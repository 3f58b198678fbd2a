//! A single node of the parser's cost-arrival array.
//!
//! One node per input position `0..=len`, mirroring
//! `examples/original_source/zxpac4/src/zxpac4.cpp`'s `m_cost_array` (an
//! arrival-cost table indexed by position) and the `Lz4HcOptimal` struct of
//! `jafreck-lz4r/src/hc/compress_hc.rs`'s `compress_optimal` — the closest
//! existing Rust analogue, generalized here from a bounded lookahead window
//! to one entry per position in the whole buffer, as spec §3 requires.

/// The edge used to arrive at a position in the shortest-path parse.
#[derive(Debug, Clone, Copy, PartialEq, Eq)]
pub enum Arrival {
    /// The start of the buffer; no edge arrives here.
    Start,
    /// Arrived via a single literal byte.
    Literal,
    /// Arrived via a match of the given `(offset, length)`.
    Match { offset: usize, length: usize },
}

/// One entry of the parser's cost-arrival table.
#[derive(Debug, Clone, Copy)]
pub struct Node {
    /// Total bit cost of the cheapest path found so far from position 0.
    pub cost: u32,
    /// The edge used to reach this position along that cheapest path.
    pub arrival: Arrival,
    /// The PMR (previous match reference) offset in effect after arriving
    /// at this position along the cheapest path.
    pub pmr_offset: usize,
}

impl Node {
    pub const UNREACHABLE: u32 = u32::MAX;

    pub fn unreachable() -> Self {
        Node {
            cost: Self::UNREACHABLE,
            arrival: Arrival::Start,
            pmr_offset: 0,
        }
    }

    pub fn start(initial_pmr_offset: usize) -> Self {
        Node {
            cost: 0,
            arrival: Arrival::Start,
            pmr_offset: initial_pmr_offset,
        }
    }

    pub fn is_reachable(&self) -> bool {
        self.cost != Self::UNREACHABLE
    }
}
---
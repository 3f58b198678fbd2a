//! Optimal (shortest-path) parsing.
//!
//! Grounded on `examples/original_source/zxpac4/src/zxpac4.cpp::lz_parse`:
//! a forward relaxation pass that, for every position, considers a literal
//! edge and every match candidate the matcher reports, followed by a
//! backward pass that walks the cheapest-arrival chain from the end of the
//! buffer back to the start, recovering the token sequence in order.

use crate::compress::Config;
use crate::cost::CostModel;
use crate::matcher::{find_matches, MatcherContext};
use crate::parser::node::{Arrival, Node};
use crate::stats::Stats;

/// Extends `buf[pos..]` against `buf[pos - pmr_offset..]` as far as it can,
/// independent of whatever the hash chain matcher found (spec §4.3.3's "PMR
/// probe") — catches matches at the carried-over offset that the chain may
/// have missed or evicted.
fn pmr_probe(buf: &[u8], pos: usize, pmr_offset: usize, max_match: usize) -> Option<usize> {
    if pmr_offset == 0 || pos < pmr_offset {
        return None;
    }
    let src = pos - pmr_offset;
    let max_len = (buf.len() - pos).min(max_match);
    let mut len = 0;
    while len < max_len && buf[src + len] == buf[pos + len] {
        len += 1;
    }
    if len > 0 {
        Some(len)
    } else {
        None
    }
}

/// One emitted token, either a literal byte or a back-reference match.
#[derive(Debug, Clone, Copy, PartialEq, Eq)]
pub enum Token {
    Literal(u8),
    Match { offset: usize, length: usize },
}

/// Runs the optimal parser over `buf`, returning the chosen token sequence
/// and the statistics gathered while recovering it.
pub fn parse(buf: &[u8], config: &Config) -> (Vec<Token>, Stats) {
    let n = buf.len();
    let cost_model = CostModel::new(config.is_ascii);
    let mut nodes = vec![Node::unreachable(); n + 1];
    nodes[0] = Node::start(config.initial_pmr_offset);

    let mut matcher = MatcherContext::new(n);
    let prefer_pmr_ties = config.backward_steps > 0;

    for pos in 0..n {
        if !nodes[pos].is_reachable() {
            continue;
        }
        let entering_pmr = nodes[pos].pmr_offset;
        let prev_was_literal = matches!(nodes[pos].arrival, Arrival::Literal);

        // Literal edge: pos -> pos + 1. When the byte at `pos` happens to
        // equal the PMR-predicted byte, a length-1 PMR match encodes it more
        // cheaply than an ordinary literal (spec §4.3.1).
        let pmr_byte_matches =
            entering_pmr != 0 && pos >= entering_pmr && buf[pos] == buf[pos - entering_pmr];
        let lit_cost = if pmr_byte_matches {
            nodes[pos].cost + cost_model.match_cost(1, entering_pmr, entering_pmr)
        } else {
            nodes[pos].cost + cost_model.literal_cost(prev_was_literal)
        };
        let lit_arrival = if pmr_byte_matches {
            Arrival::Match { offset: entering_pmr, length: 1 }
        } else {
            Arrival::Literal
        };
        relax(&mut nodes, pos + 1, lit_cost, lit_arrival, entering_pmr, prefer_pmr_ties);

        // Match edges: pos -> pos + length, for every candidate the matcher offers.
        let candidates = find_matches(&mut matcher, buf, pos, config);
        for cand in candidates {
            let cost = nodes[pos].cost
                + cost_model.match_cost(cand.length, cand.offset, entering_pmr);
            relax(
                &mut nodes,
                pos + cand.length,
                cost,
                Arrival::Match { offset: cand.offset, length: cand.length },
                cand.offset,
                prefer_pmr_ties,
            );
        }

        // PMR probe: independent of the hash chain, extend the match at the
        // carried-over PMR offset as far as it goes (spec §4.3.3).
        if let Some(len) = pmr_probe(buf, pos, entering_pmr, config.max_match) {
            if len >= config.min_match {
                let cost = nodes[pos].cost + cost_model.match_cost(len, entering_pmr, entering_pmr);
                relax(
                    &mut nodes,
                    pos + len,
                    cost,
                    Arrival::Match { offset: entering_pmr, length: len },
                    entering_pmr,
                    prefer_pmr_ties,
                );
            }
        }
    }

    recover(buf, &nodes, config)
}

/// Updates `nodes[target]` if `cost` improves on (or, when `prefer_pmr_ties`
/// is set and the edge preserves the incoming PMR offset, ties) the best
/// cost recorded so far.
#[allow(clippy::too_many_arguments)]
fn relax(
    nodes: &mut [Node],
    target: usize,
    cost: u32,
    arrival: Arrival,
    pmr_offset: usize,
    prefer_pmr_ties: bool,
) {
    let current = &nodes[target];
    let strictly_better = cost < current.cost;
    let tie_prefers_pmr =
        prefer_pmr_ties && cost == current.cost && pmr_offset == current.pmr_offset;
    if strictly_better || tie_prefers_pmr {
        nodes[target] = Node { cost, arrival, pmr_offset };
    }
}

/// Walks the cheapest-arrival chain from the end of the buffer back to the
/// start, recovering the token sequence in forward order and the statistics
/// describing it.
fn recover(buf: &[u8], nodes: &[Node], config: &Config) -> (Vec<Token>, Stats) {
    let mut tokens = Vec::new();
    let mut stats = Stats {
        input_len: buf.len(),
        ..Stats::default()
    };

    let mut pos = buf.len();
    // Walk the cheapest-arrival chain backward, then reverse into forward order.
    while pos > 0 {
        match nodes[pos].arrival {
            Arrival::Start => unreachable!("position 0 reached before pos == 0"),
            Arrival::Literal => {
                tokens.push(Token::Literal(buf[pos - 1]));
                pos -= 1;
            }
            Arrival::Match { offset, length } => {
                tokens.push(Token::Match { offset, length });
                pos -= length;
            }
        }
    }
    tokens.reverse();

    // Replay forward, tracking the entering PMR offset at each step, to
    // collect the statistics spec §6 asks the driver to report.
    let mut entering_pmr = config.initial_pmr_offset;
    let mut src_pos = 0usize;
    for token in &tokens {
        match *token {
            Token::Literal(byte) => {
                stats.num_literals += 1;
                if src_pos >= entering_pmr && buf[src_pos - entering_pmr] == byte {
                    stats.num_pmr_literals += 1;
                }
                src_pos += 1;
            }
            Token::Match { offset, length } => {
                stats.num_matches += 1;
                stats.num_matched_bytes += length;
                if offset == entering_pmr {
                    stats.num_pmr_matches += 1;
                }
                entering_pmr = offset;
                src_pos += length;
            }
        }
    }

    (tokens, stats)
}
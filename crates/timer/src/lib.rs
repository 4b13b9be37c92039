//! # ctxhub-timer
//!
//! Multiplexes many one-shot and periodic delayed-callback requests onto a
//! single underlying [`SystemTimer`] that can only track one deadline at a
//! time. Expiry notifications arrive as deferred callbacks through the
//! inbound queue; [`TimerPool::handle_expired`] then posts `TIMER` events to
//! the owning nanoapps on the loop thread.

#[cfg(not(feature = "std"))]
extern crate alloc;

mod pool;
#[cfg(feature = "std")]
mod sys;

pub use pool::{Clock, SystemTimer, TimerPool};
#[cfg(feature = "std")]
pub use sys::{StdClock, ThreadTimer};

WORK TASK:
Reproduce exactly, and only, the part of the listing above that begins at the line with "tokens.push(Token::Literal(buf[pos - 1]));" and goes on through the line with "stats.num_matches += 1;".

RESPONSE TO THE TASK:
                tokens.push(Token::Literal(buf[pos - 1]));
                pos -= 1;
            }
            Arrival::Match { offset, length } => {
                tokens.push(Token::Match { offset, length });
                pos -= length;
            }
        }
    }
    tokens.reverse();

    // Replay forward, tracking the entering PMR offset at each step, to
    // collect the statistics spec §6 asks the driver to report.
    let mut entering_pmr = config.initial_pmr_offset;
    let mut src_pos = 0usize;
    for token in &tokens {
        match *token {
            Token::Literal(byte) => {
                stats.num_literals += 1;
                if src_pos >= entering_pmr && buf[src_pos - entering_pmr] == byte {
                    stats.num_pmr_literals += 1;
                }
                src_pos += 1;
            }
            Token::Match { offset, length } => {
                stats.num_matches += 1;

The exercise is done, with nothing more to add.